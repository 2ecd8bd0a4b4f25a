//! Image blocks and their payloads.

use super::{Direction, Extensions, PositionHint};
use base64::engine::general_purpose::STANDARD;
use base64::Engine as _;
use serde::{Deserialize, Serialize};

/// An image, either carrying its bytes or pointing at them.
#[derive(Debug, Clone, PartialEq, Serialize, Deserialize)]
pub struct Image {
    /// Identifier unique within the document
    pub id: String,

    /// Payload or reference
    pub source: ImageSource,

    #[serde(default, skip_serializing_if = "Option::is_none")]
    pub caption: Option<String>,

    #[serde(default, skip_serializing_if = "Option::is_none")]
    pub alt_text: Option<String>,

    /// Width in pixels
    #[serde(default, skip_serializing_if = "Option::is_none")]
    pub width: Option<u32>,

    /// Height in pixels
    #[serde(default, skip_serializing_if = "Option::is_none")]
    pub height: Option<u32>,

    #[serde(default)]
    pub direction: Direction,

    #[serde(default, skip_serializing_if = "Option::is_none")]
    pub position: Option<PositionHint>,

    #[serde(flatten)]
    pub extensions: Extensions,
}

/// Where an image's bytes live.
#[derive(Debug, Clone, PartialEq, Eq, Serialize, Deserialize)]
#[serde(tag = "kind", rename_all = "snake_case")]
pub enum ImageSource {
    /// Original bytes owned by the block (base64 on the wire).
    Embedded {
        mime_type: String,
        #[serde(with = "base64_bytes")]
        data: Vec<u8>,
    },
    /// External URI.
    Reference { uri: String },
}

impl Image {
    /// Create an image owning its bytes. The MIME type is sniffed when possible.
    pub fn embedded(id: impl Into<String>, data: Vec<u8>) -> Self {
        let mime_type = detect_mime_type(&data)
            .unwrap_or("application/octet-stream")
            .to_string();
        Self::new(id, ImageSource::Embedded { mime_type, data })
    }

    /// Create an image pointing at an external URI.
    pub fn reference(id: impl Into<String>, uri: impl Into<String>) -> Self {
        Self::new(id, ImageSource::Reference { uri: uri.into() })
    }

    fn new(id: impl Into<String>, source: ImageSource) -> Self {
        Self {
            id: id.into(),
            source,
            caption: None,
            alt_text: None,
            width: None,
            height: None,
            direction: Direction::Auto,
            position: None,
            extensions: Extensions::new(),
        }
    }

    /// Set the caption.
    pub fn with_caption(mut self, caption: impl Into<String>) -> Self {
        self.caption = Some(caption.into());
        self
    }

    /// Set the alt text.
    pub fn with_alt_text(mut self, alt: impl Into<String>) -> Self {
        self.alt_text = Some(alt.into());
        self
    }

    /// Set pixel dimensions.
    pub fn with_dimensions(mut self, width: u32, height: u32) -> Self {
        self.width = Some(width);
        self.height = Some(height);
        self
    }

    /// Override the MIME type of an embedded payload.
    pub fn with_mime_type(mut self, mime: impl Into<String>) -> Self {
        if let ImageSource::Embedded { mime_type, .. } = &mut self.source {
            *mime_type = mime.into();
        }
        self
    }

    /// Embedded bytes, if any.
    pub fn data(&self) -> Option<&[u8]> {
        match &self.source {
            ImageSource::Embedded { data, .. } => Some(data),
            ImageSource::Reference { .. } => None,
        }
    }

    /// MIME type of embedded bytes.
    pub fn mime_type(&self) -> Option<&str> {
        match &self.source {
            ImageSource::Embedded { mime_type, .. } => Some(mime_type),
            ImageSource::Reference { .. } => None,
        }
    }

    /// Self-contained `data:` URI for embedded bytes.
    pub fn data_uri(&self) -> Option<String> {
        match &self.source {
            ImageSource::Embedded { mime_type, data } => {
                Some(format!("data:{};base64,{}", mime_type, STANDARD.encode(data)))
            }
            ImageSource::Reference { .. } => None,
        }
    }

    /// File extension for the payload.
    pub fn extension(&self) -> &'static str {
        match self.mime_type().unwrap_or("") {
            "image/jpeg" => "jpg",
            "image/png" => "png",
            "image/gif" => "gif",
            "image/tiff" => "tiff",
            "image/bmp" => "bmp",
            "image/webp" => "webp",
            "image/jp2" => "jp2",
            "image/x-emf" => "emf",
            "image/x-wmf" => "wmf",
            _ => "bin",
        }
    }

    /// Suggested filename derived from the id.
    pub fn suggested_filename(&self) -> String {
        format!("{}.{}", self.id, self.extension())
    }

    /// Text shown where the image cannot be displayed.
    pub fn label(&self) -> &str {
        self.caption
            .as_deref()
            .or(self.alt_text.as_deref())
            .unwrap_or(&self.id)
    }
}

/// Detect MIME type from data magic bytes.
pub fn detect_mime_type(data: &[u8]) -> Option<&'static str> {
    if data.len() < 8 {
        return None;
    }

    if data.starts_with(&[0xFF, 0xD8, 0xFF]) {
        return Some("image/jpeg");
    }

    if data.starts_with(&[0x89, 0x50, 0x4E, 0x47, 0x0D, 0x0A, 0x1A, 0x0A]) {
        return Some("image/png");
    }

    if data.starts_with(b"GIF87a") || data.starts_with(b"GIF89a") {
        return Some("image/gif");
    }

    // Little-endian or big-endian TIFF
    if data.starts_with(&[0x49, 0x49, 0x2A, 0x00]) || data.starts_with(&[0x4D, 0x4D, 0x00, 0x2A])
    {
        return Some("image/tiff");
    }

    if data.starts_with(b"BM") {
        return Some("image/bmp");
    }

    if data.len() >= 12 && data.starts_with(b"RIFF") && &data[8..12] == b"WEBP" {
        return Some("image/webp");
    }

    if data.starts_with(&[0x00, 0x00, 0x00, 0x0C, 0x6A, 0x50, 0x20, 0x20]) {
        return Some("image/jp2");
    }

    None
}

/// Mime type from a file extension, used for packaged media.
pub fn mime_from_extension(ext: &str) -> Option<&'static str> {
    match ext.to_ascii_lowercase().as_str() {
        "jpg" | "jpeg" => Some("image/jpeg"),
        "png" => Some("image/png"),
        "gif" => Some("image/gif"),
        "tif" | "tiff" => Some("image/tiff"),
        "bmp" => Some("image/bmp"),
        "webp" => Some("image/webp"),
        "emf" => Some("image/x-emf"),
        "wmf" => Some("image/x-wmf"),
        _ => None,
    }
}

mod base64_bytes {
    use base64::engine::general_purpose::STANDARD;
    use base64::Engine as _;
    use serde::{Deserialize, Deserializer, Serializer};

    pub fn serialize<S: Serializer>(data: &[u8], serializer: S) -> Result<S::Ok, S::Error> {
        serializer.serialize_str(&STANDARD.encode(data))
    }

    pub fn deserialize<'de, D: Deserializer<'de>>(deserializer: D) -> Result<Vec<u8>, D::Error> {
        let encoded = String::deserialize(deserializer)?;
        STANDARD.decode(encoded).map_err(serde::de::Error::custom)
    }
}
...
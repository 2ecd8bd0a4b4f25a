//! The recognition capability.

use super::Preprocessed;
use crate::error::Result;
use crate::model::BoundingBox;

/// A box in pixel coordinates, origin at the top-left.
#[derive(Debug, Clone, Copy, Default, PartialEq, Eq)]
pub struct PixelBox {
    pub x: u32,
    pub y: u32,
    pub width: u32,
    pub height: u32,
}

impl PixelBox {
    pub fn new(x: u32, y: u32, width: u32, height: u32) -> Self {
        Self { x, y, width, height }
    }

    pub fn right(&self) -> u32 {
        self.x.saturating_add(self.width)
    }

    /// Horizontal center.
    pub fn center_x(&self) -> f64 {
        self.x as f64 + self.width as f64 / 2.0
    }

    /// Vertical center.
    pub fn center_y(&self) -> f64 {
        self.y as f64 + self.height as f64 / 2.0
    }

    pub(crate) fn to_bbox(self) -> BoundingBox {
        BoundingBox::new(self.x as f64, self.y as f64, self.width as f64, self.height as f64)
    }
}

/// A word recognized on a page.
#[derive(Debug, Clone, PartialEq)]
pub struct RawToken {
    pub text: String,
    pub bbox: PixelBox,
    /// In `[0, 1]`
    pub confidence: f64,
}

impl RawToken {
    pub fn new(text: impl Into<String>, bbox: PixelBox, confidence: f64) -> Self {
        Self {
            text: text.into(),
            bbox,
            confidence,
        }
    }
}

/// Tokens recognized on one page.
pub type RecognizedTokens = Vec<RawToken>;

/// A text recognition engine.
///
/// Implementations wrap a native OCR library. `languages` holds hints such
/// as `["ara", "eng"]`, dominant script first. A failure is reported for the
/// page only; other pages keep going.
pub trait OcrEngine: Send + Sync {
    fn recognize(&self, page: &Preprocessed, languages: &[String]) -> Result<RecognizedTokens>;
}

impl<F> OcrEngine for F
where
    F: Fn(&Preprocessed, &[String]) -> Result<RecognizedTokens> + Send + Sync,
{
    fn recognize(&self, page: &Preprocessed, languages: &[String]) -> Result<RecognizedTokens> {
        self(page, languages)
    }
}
* * *
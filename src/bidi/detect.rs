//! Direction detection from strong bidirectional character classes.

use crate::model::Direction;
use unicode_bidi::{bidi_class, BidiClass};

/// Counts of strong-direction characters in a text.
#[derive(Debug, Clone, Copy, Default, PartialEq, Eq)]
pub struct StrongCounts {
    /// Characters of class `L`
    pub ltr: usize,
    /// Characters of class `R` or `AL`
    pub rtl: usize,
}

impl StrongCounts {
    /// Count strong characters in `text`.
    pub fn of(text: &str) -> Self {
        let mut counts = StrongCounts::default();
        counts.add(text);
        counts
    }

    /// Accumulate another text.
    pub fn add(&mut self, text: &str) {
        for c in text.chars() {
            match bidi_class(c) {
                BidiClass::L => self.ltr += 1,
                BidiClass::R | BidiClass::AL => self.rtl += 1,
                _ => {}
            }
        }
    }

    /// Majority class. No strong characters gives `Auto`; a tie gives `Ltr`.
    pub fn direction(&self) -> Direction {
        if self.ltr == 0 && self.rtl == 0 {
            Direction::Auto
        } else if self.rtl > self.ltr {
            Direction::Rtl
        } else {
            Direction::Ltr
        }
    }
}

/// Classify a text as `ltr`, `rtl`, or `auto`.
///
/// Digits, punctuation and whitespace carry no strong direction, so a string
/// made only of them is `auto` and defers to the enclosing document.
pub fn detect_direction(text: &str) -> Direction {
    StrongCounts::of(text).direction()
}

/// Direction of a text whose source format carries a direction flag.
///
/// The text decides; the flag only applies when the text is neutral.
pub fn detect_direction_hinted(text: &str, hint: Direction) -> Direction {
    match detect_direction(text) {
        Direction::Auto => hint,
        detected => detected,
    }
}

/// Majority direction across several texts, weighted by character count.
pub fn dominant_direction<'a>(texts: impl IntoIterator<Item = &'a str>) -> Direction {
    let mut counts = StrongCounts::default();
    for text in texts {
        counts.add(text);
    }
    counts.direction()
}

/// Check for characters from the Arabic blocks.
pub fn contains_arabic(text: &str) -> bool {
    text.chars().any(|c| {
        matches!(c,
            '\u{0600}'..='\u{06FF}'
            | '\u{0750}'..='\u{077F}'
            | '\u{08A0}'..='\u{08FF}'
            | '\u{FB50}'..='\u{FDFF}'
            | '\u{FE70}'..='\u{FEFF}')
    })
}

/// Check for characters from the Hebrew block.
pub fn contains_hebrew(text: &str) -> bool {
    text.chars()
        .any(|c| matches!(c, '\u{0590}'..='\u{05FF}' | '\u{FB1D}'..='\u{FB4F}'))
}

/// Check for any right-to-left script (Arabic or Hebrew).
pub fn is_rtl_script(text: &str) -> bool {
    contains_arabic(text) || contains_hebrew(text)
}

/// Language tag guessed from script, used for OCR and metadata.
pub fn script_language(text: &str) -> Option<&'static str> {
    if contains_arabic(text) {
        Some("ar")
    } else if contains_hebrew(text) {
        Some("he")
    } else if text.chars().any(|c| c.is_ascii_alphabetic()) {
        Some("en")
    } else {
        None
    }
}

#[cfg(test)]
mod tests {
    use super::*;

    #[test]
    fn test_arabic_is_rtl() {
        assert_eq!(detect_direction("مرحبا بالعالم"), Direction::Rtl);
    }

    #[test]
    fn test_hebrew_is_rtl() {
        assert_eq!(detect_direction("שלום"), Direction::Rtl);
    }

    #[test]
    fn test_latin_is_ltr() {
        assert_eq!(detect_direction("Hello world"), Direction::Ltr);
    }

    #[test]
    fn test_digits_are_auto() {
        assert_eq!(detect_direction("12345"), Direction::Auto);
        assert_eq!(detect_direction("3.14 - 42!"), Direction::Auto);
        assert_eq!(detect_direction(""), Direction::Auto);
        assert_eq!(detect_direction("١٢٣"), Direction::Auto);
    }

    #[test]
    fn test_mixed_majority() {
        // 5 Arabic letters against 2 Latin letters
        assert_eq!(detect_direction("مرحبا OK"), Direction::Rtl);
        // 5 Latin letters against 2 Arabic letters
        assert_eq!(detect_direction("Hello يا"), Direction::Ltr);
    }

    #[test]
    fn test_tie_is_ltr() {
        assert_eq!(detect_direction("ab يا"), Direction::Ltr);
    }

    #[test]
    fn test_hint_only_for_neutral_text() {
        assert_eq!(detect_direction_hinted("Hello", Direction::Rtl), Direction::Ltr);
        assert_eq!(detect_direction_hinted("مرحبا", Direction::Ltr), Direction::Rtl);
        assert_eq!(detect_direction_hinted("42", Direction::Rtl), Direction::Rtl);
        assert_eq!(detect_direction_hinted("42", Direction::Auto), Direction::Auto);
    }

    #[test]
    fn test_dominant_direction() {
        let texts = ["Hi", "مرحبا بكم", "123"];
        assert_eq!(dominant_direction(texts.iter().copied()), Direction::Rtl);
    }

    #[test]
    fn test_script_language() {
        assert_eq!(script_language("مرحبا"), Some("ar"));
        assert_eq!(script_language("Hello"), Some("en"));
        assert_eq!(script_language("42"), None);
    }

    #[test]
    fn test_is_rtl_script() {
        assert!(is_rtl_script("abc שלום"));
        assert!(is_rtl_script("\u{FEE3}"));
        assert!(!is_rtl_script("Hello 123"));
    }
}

Exercise objective.
Where the word "flag" shows up in a line of the records above, count that line; then give the count by itself.

Exercise output.
2